§ TASK DESCRIPTION: Each line that includes the word "second" should be copied from the records.

§ RECORDS SUPPLIED:
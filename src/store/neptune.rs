use std::time::Duration;

use async_trait::async_trait;
use reqwest::{header, Client};
use serde_derive::Deserialize;
use serde_json::{json, Value};
use tokio::sync::OnceCell;
use tracing::{debug, instrument};

use crate::config::GraphConfig;
use crate::error::{Error, Result};
use crate::store::GraphStore;
use crate::traversal::Traversal;

/// Untyped GraphSON, so results deserialize into plain JSON.
const GRAPHSON_V1: &str = "application/vnd.gremlin-v1.0+json";

/// Neptune's Gremlin HTTPS endpoint.
///
/// The HTTP client, and with it the pooled TLS connection, is built on the
/// first submit and then reused for the lifetime of the execution environment.
#[derive(Debug)]
pub struct NeptuneGraph {
    url: String,
    timeout: Duration,
    client: OnceCell<Client>,
}

#[derive(Deserialize)]
struct GremlinResponse {
    result: GremlinResult,
}

#[derive(Deserialize)]
struct GremlinResult {
    #[serde(default)]
    data: Value,
}

#[derive(Deserialize)]
struct GremlinFailure {
    #[serde(rename = "detailedMessage")]
    detailed_message: Option<String>,
    message: Option<String>,
}

impl NeptuneGraph {
    pub fn new(url: impl Into<String>, timeout: Duration) -> Self {
        Self {
            url: url.into(),
            timeout,
            client: OnceCell::new(),
        }
    }

    /// Store backed by the cluster's writer endpoint.
    pub fn writer(config: &GraphConfig) -> Self {
        Self::new(config.writer_url(), config.timeout())
    }

    /// Store backed by the reader endpoint, or the writer if none is set.
    pub fn reader(config: &GraphConfig) -> Self {
        Self::new(config.reader_url(), config.timeout())
    }

    pub fn url(&self) -> &str {
        &self.url
    }

    async fn client(&self) -> Result<&Client> {
        let timeout = self.timeout;
        let client = self
            .client
            .get_or_try_init(|| async move {
                debug!("opening graph store connection");
                Client::builder().timeout(timeout).build()
            })
            .await?;
        Ok(client)
    }
}

#[async_trait]
impl GraphStore for NeptuneGraph {
    #[instrument(skip(self, traversal), fields(url = %self.url))]
    async fn submit(&self, traversal: &Traversal) -> Result<Vec<Value>> {
        let script = traversal.to_string();
        debug!(%script, "submitting traversal");

        let response = self
            .client()
            .await?
            .post(&self.url)
            .header(header::ACCEPT, GRAPHSON_V1)
            .json(&json!({ "gremlin": script }))
            .send()
            .await?;

        let status = response.status();
        let body = response.text().await?;
        if !status.is_success() {
            let message = match serde_json::from_str::<GremlinFailure>(&body) {
                Ok(GremlinFailure {
                    detailed_message: Some(message),
                    ..
                })
                | Ok(GremlinFailure {
                    message: Some(message),
                    ..
                }) => message,
                _ => body,
            };
            return Err(Error::Gremlin {
                status: status.as_u16(),
                message,
            });
        }

        let response: GremlinResponse = serde_json::from_str(&body)?;
        Ok(match response.result.data {
            Value::Null => Vec::new(),
            Value::Array(items) => items,
            other => vec![other],
        })
    }
}

#[cfg(test)]
mod tests {
    use super::*;
    use crate::traversal::g;
    use pretty_assertions::assert_eq;
    use wiremock::matchers::{body_json, header as header_eq, method, path};
    use wiremock::{Mock, MockServer, ResponseTemplate};

    async fn setup() -> (MockServer, NeptuneGraph) {
        let server = MockServer::start().await;
        let graph = NeptuneGraph::new(format!("{}/gremlin", server.uri()), Duration::from_secs(5));
        (server, graph)
    }

    #[tokio::test]
    async fn posts_script_and_reads_result_data() {
        let (server, graph) = setup().await;

        Mock::given(method("POST"))
            .and(path("/gremlin"))
            .and(header_eq("accept", GRAPHSON_V1))
            .and(body_json(json!({ "gremlin": "g.V().hasLabel('state').elementMap('id','name')" })))
            .respond_with(ResponseTemplate::new(200).set_body_json(json!({
                "requestId": "8f0c",
                "status": { "message": "", "code": 200, "attributes": {} },
                "result": {
                    "data": [{ "id": "s1", "label": "state", "name": "Texas" }],
                    "meta": {}
                }
            })))
            .expect(1)
            .mount(&server)
            .await;

        let t = g().v().has_label("state").element_map(&["id", "name"]);
        let rows = graph.submit(&t).await.unwrap();

        assert_eq!(rows, vec![json!({ "id": "s1", "label": "state", "name": "Texas" })]);
    }

    #[tokio::test]
    async fn null_data_is_an_empty_result() {
        let (server, graph) = setup().await;

        Mock::given(method("POST"))
            .respond_with(ResponseTemplate::new(200).set_body_json(json!({
                "result": { "data": null, "meta": {} }
            })))
            .mount(&server)
            .await;

        let first = graph.first(&g().v().has("id", "nope")).await.unwrap();
        assert_eq!(first, None);
    }

    #[tokio::test]
    async fn server_errors_carry_the_detailed_message() {
        let (server, graph) = setup().await;

        Mock::given(method("POST"))
            .respond_with(ResponseTemplate::new(500).set_body_json(json!({
                "requestId": "1",
                "code": "InternalFailureException",
                "detailedMessage": "The provided traverser does not map to a value"
            })))
            .mount(&server)
            .await;

        let err = graph.submit(&g().v()).await.unwrap_err();
        match err {
            Error::Gremlin { status, message } => {
                assert_eq!(status, 500);
                assert_eq!(message, "The provided traverser does not map to a value");
            }
            other => panic!("unexpected error: {:?}", other),
        }
    }

    #[tokio::test]
    async fn client_is_built_once_and_reused() {
        let (server, graph) = setup().await;

        Mock::given(method("POST"))
            .respond_with(ResponseTemplate::new(200).set_body_json(json!({
                "result": { "data": [] }
            })))
            .expect(2)
            .mount(&server)
            .await;

        graph.submit(&g().v()).await.unwrap();
        let first = graph.client().await.unwrap() as *const Client;
        graph.submit(&g().v()).await.unwrap();
        let second = graph.client().await.unwrap() as *const Client;

        assert_eq!(first, second);
    }
}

§ RESULT OF THE EXERCISE:
        let second = graph.client().await.unwrap() as *const Client;
        assert_eq!(first, second);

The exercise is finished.